Density-based methods such as DBSCAN (Ester, Kriegel, Sander, and Xu, 1996) and OPTICS define clusters as regions of high density separated by low density. They find clusters of arbitrary shape, treat low-density points as noise, and do not require K. The trade-off is two parameters (a neighbourhood radius and a minimum point count) and difficulty when clusters have very different densities.
Centroid-based methods sit between these in scalability and shape flexibility. They are usually the fastest on large numeric datasets and the easiest to explain, but impose strong assumptions about cluster geometry. Gaussian mixture models are closely related, generalising k-means to allow elliptical clusters and probabilistic assignments via the EM algorithm.
Feature scaling matters. Because k-means uses Euclidean distance, features with larger numeric ranges dominate the objective, so standardising or normalising before clustering is standard practice.
High-dimensional data brings the curse of dimensionality: as d grows, Euclidean distances become more uniform and the contrast between near and far neighbours fades. A common remedy is to reduce dimensionality first using principal component analysis, t-SNE, UMAP, or autoencoders. Outliers can pull a cluster mean off its true centre; k-medoids, k-medians, and robust pre-processing reduce this effect.
Multiple restarts are essentially mandatory. Scikit-learn's KMeans defaults to several runs and keeps the partition with the lowest inertia. R has kmeans plus the cluster package for PAM, CLARA, and silhouettes. Apache Spark MLlib includes KMeans, BisectingKMeans, and Gaussian mixture models. ELKI offers many k-means variants for research benchmarks.

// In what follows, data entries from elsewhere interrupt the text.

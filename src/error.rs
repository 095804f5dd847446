//! Error type for the render pipeline.
//!
//! None of these reach JavaScript from `renderTree`: the boundary logs them
//! and returns normally, leaving a partial render in place.

use thiserror::Error;
use wasm_bindgen::JsValue;

/// Failures inside a render pass.
#[derive(Error, Debug)]
pub enum RenderError {
    #[error("dom operation failed: {0}")]
    Dom(String),

    #[error("no global window or document")]
    NoDocument,

    #[error("invalid tree snapshot: {0}")]
    InvalidTree(String),

    #[error("invalid animation path: {0}")]
    InvalidPath(String),

    #[error("failed to serialize render plan: {0}")]
    Serialize(String),
}

impl From<JsValue> for RenderError {
    fn from(value: JsValue) -> Self {
        match value.as_string() {
            Some(message) => RenderError::Dom(message),
            None => RenderError::Dom(format!("{value:?}")),
        }
    }
}

impl From<RenderError> for JsValue {
    fn from(error: RenderError) -> Self {
        JsValue::from_str(&error.to_string())
    }
}

#[cfg(test)]
mod tests {
    use super::*;

    #[test]
    fn test_messages() {
        let err = RenderError::InvalidTree("missing field `value`".into());
        assert_eq!(err.to_string(), "invalid tree snapshot: missing field `value`");
        assert_eq!(RenderError::NoDocument.to_string(), "no global window or document");
    }
}
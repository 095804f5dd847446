//! `tracing` subscriber that writes to the browser console.
//!
//! The fmt layer formats each event into a [`ConsoleWriter`]; when the
//! writer is dropped the buffered line goes to the `console` method matching
//! the event's level.

use std::io;

use tracing::{Level, Metadata};
use tracing_subscriber::EnvFilter;
use tracing_subscriber::fmt::MakeWriter;
use wasm_bindgen::JsValue;

/// Default filter directive when none (or an invalid one) is given.
pub const DEFAULT_DIRECTIVE: &str = "info";

/// Buffers one formatted event and emits it on drop.
#[derive(Debug)]
pub struct ConsoleWriter {
    level: Level,
    buffer: Vec<u8>,
}

impl ConsoleWriter {
    fn new(level: Level) -> Self {
        Self {
            level,
            buffer: Vec::new(),
        }
    }

    /// The buffered text without the trailing newline, or None if empty.
    fn take_line(&mut self) -> Option<String> {
        let bytes = std::mem::take(&mut self.buffer);
        let line = String::from_utf8_lossy(&bytes);
        let line = line.trim_end_matches(['\n', '\r']);
        if line.is_empty() {
            None
        } else {
            Some(line.to_owned())
        }
    }
}

impl io::Write for ConsoleWriter {
    fn write(&mut self, buf: &[u8]) -> io::Result<usize> {
        self.buffer.extend_from_slice(buf);
        Ok(buf.len())
    }

    fn flush(&mut self) -> io::Result<()> {
        Ok(())
    }
}

impl Drop for ConsoleWriter {
    fn drop(&mut self) {
        if let Some(line) = self.take_line() {
            emit(self.level, &line);
        }
    }
}

fn emit(level: Level, line: &str) {
    let message = JsValue::from_str(line);
    match level {
        Level::ERROR => web_sys::console::error_1(&message),
        Level::WARN => web_sys::console::warn_1(&message),
        Level::INFO => web_sys::console::info_1(&message),
        Level::DEBUG => web_sys::console::debug_1(&message),
        _ => web_sys::console::log_1(&message),
    }
}

/// [`MakeWriter`] that routes events to the console by level.
#[derive(Debug, Clone, Copy, Default)]
pub struct ConsoleMakeWriter;

impl<'a> MakeWriter<'a> for ConsoleMakeWriter {
    type Writer = ConsoleWriter;

    fn make_writer(&'a self) -> Self::Writer {
        ConsoleWriter::new(Level::INFO)
    }

    fn make_writer_for(&'a self, meta: &Metadata<'_>) -> Self::Writer {
        ConsoleWriter::new(*meta.level())
    }
}

/// Parse a filter directive, falling back to [`DEFAULT_DIRECTIVE`].
pub fn filter_for(directive: &str) -> EnvFilter {
    EnvFilter::try_new(directive).unwrap_or_else(|_| EnvFilter::new(DEFAULT_DIRECTIVE))
}

/// Install the console subscriber. Later calls are ignored.
pub fn init(directive: &str) {
    let installed = tracing_subscriber::fmt()
        .with_env_filter(filter_for(directive))
        .with_writer(ConsoleMakeWriter)
        .with_ansi(false)
        .without_time()
        .with_target(true)
        .try_init();
    if installed.is_ok() {
        tracing::debug!(directive, "console logging installed");
    }
}

#[cfg(test)]
mod tests {
    use std::io::Write;

    use super::*;

    #[test]
    fn test_take_line_strips_newline() {
        let mut writer = ConsoleWriter::new(Level::INFO);
        writer.write_all(b" INFO tree_visualizer_wasm: tree rendered\n").unwrap();
        assert_eq!(
            writer.take_line().as_deref(),
            Some(" INFO tree_visualizer_wasm: tree rendered")
        );
        // Nothing left, so dropping emits nothing
        assert_eq!(writer.take_line(), None);
    }

    #[test]
    fn test_default_writer_is_info() {
        let make = ConsoleMakeWriter;
        let writer = make.make_writer();
        assert_eq!(writer.level, Level::INFO);
        assert!(writer.buffer.is_empty());
    }

    #[test]
    fn test_filter_fallback() {
        use tracing::level_filters::LevelFilter;

        assert_eq!(filter_for("warn").max_level_hint(), Some(LevelFilter::WARN));
        assert_eq!(
            filter_for("tree_visualizer_wasm=loudest").max_level_hint(),
            Some(LevelFilter::INFO)
        );
    }
}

Centroid-based clustering appears across many fields: customer segmentation, document clustering using bag-of-words or embedding vectors, colour quantisation and image segmentation, vector quantisation in speech coding and deep learning systems such as VQ-VAE, anomaly detection (points far from any centroid are flagged), feature learning, bioinformatics (gene expression, single-cell analysis), astronomy (stellar populations from spectroscopic features), and recommender systems where embeddings are pre-clustered for fast retrieval.
Imagine a playground full of kids and you want to split them into a few groups. You pick spots on the ground as "meeting spots" and ask each kid to run to the nearest one. Then you look at each group, find the average position of the kids, and move the meeting spot to that average. Some kids might now be closer to a different spot, so you let them switch. Keep moving spots and letting kids switch until nothing changes. That is centroid-based clustering: the meeting spots are the centroids, and each group is one cluster.